論文
第70巻第13号 2023年11月 育児中の母親の生活習慣と育児に関する
縞谷 絵理(シマタニ エリ) 斉藤 恵美子(サイトウ エミコ) |
目的 生活習慣病の発症には性差とライフステージが関連し,特に育児中の母親は,望ましい生活習慣の維持が難しいと報告されている。育児中の母親を対象とした健康増進のための支援は限られており,母親の生活習慣と情緒的支援,手段的支援などの関連を明らかにした研究はほとんどない。そこで,本研究では,母親の生活習慣と育児に関する情緒的支援,手段的支援の関連を明らかにすることを目的とした。
方法 関東圏内の保育所と幼稚園の合計10施設に子どもを通所・通園させている母親1,309人を対象に,2016年6~7月に無記名自記式質問紙調査を行った。生活習慣の測定には,日本語版健康増進ライフスタイルプロフィール(HPLP)を用い,育児に関する情緒的支援,手段的支援との関連を検討するため,年代,家族構成,子どもの人数,就業状況を調整変数として,強制投入法による重回帰分析を行った。

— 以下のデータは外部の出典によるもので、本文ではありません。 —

//! Bank Node
//!
//! One process of the simulated bank network: an account, a listener per
//! incoming channel, a random transaction generator and the snapshot engine.
//!
//! # Architecture
//!
//! ```text
//! ┌──────────────────────────────────────────────────────────┐
//! │                        BankNode                          │
//! │                                                          │
//! │  Listener(port) ─┐                                       │
//! │  Listener(port) ─┼─► NodeHandler ─► SnapshotEngine ─┐    │
//! │  Listener(port) ─┘                      │           │    │
//! │                                         ▼           ▼    │
//! │  TransactionGenerator ──────────────► Ledger    Transport│
//! │                                                          │
//! │  Collector (node 0 only) ◄── GLOBAL_STATE reports        │
//! └──────────────────────────────────────────────────────────┘
//! ```
//!
//! # Lifecycle
//!
//! 1. Load [`NodeConfig`] and [`Topology`]
//! 2. [`BankNode::start`] binds every configured port; a bind failure is fatal
//! 3. The node runs until shutdown is signalled
//! 4. [`BankNode::shutdown`] stops listeners and generator, then closes
//!    every outbound connection

#![forbid(unsafe_code)]
#![warn(
    missing_docs,
    rust_2018_idioms,
    missing_debug_implementations,
    clippy::all
)]

pub mod config;
pub mod error;
pub mod generator;
pub mod handler;
pub mod node;

// Re-exports
pub use config::{GeneratorConfig, NodeConfig, NodeEntry, Topology};
pub use error::{Error, Result};
pub use generator::{Round, TransactionGenerator};
pub use handler::NodeHandler;
pub use node::BankNode;
//! Random transfer traffic
//!
//! Each round picks a neighbor, an amount and a direction:
//!
//! - CREDIT: debit the local account and send the money to the neighbor,
//!   skipped when the account cannot cover it
//! - DEBIT: ask the neighbor to send money back

use crate::config::GeneratorConfig;
use ledger_core::{Amount, AmountRange, NodeId};
use message_bus::{Connector, Message, MessageType, Route};
use rand::rngs::StdRng;
use rand::{Rng, SeedableRng};
use snapshot::SnapshotEngine;
use std::sync::Arc;
use std::time::Duration;
use tokio::sync::watch;
use tracing::{debug, info, warn};

/// Result of one generator round
#[derive(Debug, Clone, PartialEq, Eq)]
pub enum Round {
    /// Message queued to `to`
    Sent {
        /// Receiving neighbor
        to: NodeId,
        /// CREDIT or DEBIT
        message_type: MessageType,
        /// Amount carried
        amount: Amount,
    },

    /// Not enough money for a CREDIT; nothing changed
    Skipped {
        /// Neighbor that would have received it
        to: NodeId,
        /// Amount that did not fit
        amount: Amount,
    },

    /// Neighbor unreachable; nothing changed
    Failed {
        /// Neighbor that could not be reached
        to: NodeId,
    },

    /// Node has no neighbors
    Idle,
}

/// Transaction generator of one node
pub struct TransactionGenerator {
    node: NodeId,
    neighbors: Vec<NodeId>,
    amounts: AmountRange,
    config: GeneratorConfig,
    engine: Arc<SnapshotEngine>,
    connector: Arc<dyn Connector>,
    rng: StdRng,
}

impl TransactionGenerator {
    /// Create new generator
    pub fn new(
        engine: Arc<SnapshotEngine>,
        connector: Arc<dyn Connector>,
        amounts: AmountRange,
        config: GeneratorConfig,
    ) -> Self {
        Self {
            node: engine.node(),
            neighbors: engine.neighbors().to_vec(),
            amounts,
            config,
            engine,
            connector,
            rng: StdRng::from_entropy(),
        }
    }

    /// Use a fixed seed
    pub fn with_seed(mut self, seed: u64) -> Self {
        self.rng = StdRng::seed_from_u64(seed);
        self
    }

    /// Pause before the next round
    pub fn next_pause(&mut self) -> Duration {
        let jitter = if self.config.sleep_span_ms == 0 {
            0
        } else {
            self.rng.gen_range(0..self.config.sleep_span_ms)
        };
        Duration::from_millis(self.config.min_sleep_ms + jitter)
    }

    /// Run one round without sleeping
    pub async fn round(&mut self) -> Round {
        if self.neighbors.is_empty() {
            return Round::Idle;
        }

        let to = self.neighbors[self.rng.gen_range(0..self.neighbors.len())];
        let amount = self.amounts.sample(&mut self.rng);
        let message_type = if self.rng.gen_bool(0.5) {
            MessageType::Credit
        } else {
            MessageType::Debit
        };

        let channel = match self.connector.connect_to(Route::transfer(to)).await {
            Ok(channel) => channel,
            Err(e) => {
                warn!(node = %self.node, %to, "Neighbor unreachable, skipping round: {}", e);
                return Round::Failed { to };
            }
        };

        let sent = match message_type {
            MessageType::Credit => self.engine.atomically(|ledger| {
                if !ledger.debit(amount) {
                    return Ok(false);
                }
                channel
                    .enqueue(Message::credit(self.node, amount))
                    .map(|()| true)
                    .map_err(|e| {
                        ledger.credit(amount);
                        e
                    })
            }),
            _ => channel
                .enqueue(Message::debit(self.node, amount))
                .map(|()| true),
        };

        match sent {
            Ok(true) => {
                debug!(node = %self.node, %to, %message_type, amount, "Transfer sent");
                Round::Sent {
                    to,
                    message_type,
                    amount,
                }
            }
            Ok(false) => {
                debug!(node = %self.node, %to, amount, "Insufficient funds, skipping round");
                Round::Skipped { to, amount }
            }
            Err(e) => {
                warn!(node = %self.node, %to, "Send failed, skipping round: {}", e);
                Round::Failed { to }
            }
        }
    }

    /// Generate traffic until shutdown is signalled
    pub async fn run(mut self, mut shutdown: watch::Receiver<bool>) {
        info!(node = %self.node, neighbors = ?self.neighbors, "Transaction generator running");

        while !*shutdown.borrow() {
            let pause = self.next_pause();
            tokio::select! {
                _ = tokio::time::sleep(pause) => {}
                changed = shutdown.changed() => {
                    if changed.is_err() {
                        break;
                    }
                    continue;
                }
            }

            if *shutdown.borrow() {
                break;
            }
            self.round().await;
        }

        info!(node = %self.node, "Transaction generator stopped");
    }
}

impl std::fmt::Debug for TransactionGenerator {
    fn fmt(&self, f: &mut std::fmt::Formatter<'_>) -> std::fmt::Result {
        f.debug_struct("TransactionGenerator")
            .field("node", &self.node)
            .field("neighbors", &self.neighbors)
            .field("config", &self.config)
            .finish()
    }
}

結果 485票(有効回答率37.1%)を分析対象とした。対象者は,30歳代が63.3%であり,HPLP得点の平均値は2.5点であった。育児に関する情緒的支援については,家事・育児の相談相手がいると回答した割合は95.3%であった。手段的支援では,夫の育児参加,子どもの体調不良時に子どもの世話をしてくれる存在,自分の体調不良や受診時に子どもの世話をしてくれる存在は,いずれも「時々している」「時々いる」と回答した割合が50.1%,47.0%,51.5%と最も多かった。重回帰分析の結果,HPLP得点には,育児ストレスが少ないこと(β=-0.18,p<0.001),育児不安が少ないこと(β=-0.13,p=0.006),家事・育児の相談相手がいること(β=0.23,p<0.001),夫の育児参加があること(β=0.08,p=0.046),自分の体調不良や受診時に子どもの世話をしてくれる存在がいること(β=0.08,p=0.035),が関連しており,調整済み決定係数は0.225であった。
結論 母親の健康増進に向けた生活習慣には,育児ストレスの少なさ,育児不安の少なさ,家事・育児の相談相手がいること,自分の体調不良や受診時に子どもの世話をしてくれる存在がいることが関連していた。母親のよりよい生活習慣を支援するためには,家事と育児に関する相談相手を確認すること,母親の体調不良や受診のための支援が重要であることが示唆された。